What needs to be done: Extract all lines that hold "blocks" from the records below.

Extracted information:
* * * * * * * * *
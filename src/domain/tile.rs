/// Tile types and their properties.
/// Properties are queried via methods, not stored as flags,
/// so tile semantics are centralized here.

use super::entity::Element;

#[derive(Clone, Copy, PartialEq, Eq, Debug)]
pub enum Tile {
    Empty,
    Wall,          // blocks everything
    Floor,         // blocks grounded walking, passable mid-air
    FireTerrain,   // safe for Fire, lethal to Water
    WaterTerrain,  // safe for Water, lethal to Fire
    Crate,         // pushable box, tracked by a registry record
    Switch,        // pressure switch, record keyed by coordinate
    Door,          // rewritten each tick from switch state
    Platform,      // moving platform spawn marker (overlay after load)
    Lift,          // toggle platform spawn marker (overlay after load)
    Barrier,       // switch-driven vertical wall segment
    BarrierMark,   // load-time target marker for a barrier, cleared after load
    FireGem,
    WaterGem,
    FireSpawn,
    WaterSpawn,
    Exit,
}

impl Tile {
    /// Map a stage-file byte to a tile. Unknown symbols read as empty space.
    pub fn from_symbol(ch: char) -> Tile {
        match ch {
            '#' => Tile::Wall,
            '.' => Tile::Floor,
            'F' => Tile::FireTerrain,
            'W' => Tile::WaterTerrain,
            'B' => Tile::Crate,
            'S' => Tile::Switch,
            'D' => Tile::Door,
            'P' => Tile::Platform,
            'T' => Tile::Lift,
            '|' => Tile::Barrier,
            '^' => Tile::BarrierMark,
            'R' => Tile::FireGem,
            'b' => Tile::WaterGem,
            'f' => Tile::FireSpawn,
            'w' => Tile::WaterSpawn,
            'E' => Tile::Exit,
            _ => Tile::Empty,
        }
    }

    /// Does this tile stop an entity dead, regardless of state?
    /// Closed doors live in the grid as `Door`; open doors are `Empty`.
    pub fn is_blocking(self) -> bool {
        matches!(self, Tile::Wall | Tile::Barrier | Tile::Door)
    }

    /// Can a character stand on this tile? (ground-contact set)
    pub fn is_standable(self) -> bool {
        matches!(
            self,
            Tile::Wall | Tile::Floor | Tile::FireSpawn | Tile::WaterSpawn
        )
    }

    /// Landing set for a falling character: everything standable plus
    /// barriers. Element-safe terrain is handled by the caller.
    pub fn breaks_fall(self) -> bool {
        self.is_standable() || self == Tile::Barrier
    }

    /// Can a crate rest on this tile?
    pub fn supports_crate(self) -> bool {
        matches!(self, Tile::Wall | Tile::Floor | Tile::Switch | Tile::Crate)
    }

    /// Is this the terrain the given element walks on unharmed?
    pub fn is_safe_terrain_for(self, elem: Element) -> bool {
        matches!(
            (self, elem),
            (Tile::FireTerrain, Element::Fire) | (Tile::WaterTerrain, Element::Water)
        )
    }

    /// Is this terrain lethal to the given element?
    pub fn is_lethal_to(self, elem: Element) -> bool {
        matches!(
            (self, elem),
            (Tile::FireTerrain, Element::Water) | (Tile::WaterTerrain, Element::Fire)
        )
    }

    /// The gem tile collectible by the given element.
    pub fn gem_for(elem: Element) -> Tile {
        match elem {
            Element::Fire => Tile::FireGem,
            Element::Water => Tile::WaterGem,
        }
    }
}

impl Default for Tile {
    fn default() -> Self {
        Tile::Empty
    }
}

#[cfg(test)]
mod tests {
    use super::*;

    #[test]
    fn symbols_map_known_tiles() {
        for ch in ['#', '.', 'F', 'W', 'B', 'S', 'D', 'P', 'T', '|', '^', 'R', 'b', 'f', 'w', 'E'] {
            assert_ne!(Tile::from_symbol(ch), Tile::Empty, "symbol {ch:?} should map to a tile");
        }
        assert_eq!(Tile::from_symbol(' '), Tile::Empty);
        assert_eq!(Tile::from_symbol('?'), Tile::Empty);
    }

    #[test]
    fn terrain_rules_are_asymmetric() {
        assert!(Tile::FireTerrain.is_safe_terrain_for(Element::Fire));
        assert!(Tile::FireTerrain.is_lethal_to(Element::Water));
        assert!(Tile::WaterTerrain.is_safe_terrain_for(Element::Water));
        assert!(Tile::WaterTerrain.is_lethal_to(Element::Fire));
        assert!(!Tile::FireTerrain.is_lethal_to(Element::Fire));
        assert!(!Tile::WaterTerrain.is_lethal_to(Element::Water));
    }

    #[test]
    fn doors_block_but_do_not_support() {
        assert!(Tile::Door.is_blocking());
        assert!(!Tile::Door.is_standable());
        assert!(!Tile::Door.breaks_fall());
    }

    #[test]
    fn barriers_break_falls_but_are_not_standable() {
        assert!(Tile::Barrier.breaks_fall());
        assert!(!Tile::Barrier.is_standable());
    }

    #[test]
    fn crates_stack_on_switches_and_each_other() {
        assert!(Tile::Switch.supports_crate());
        assert!(Tile::Crate.supports_crate());
        assert!(!Tile::Empty.supports_crate());
        assert!(!Tile::Door.supports_crate());
    }
}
* * * * * * * * *
Output for this exercise:
    Wall,          // blocks everything
    Floor,         // blocks grounded walking, passable mid-air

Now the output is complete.